Materials provided Start Marker

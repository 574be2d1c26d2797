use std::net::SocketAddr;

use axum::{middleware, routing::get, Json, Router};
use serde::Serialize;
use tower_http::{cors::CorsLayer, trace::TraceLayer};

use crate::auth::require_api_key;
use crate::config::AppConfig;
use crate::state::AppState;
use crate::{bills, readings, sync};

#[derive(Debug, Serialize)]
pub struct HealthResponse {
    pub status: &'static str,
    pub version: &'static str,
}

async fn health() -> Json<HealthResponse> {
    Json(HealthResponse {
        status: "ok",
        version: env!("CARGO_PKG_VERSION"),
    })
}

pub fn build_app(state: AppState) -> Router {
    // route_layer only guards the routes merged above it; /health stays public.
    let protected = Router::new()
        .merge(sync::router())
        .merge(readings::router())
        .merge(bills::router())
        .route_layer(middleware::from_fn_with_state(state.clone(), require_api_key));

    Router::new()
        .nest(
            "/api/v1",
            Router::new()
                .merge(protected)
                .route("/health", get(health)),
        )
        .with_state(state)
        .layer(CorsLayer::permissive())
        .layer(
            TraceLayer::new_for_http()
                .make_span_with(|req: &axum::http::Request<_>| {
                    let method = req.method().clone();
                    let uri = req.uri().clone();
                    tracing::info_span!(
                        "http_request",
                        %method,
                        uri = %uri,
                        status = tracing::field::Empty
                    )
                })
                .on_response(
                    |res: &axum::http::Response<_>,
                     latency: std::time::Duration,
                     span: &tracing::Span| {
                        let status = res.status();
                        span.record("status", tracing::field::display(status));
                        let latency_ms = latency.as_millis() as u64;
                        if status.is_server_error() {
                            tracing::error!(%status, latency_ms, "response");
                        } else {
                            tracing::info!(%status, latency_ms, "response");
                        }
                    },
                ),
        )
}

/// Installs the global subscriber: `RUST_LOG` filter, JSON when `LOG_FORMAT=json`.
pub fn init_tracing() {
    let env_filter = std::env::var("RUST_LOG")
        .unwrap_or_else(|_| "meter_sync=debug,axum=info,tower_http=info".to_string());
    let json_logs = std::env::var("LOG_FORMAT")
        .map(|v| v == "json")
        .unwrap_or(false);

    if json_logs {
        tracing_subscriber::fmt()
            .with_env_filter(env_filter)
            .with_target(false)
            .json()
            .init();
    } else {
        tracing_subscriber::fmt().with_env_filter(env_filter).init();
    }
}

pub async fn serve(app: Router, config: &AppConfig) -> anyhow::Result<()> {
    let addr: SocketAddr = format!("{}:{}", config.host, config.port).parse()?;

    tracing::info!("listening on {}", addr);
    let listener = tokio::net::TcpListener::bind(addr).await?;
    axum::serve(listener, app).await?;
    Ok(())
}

Materials provided End Marker

* **Your assignment**: Every line that contains "static" should be copied out of the data.

* **Your solution**:
    pub status: &'static str,
    pub version: &'static str,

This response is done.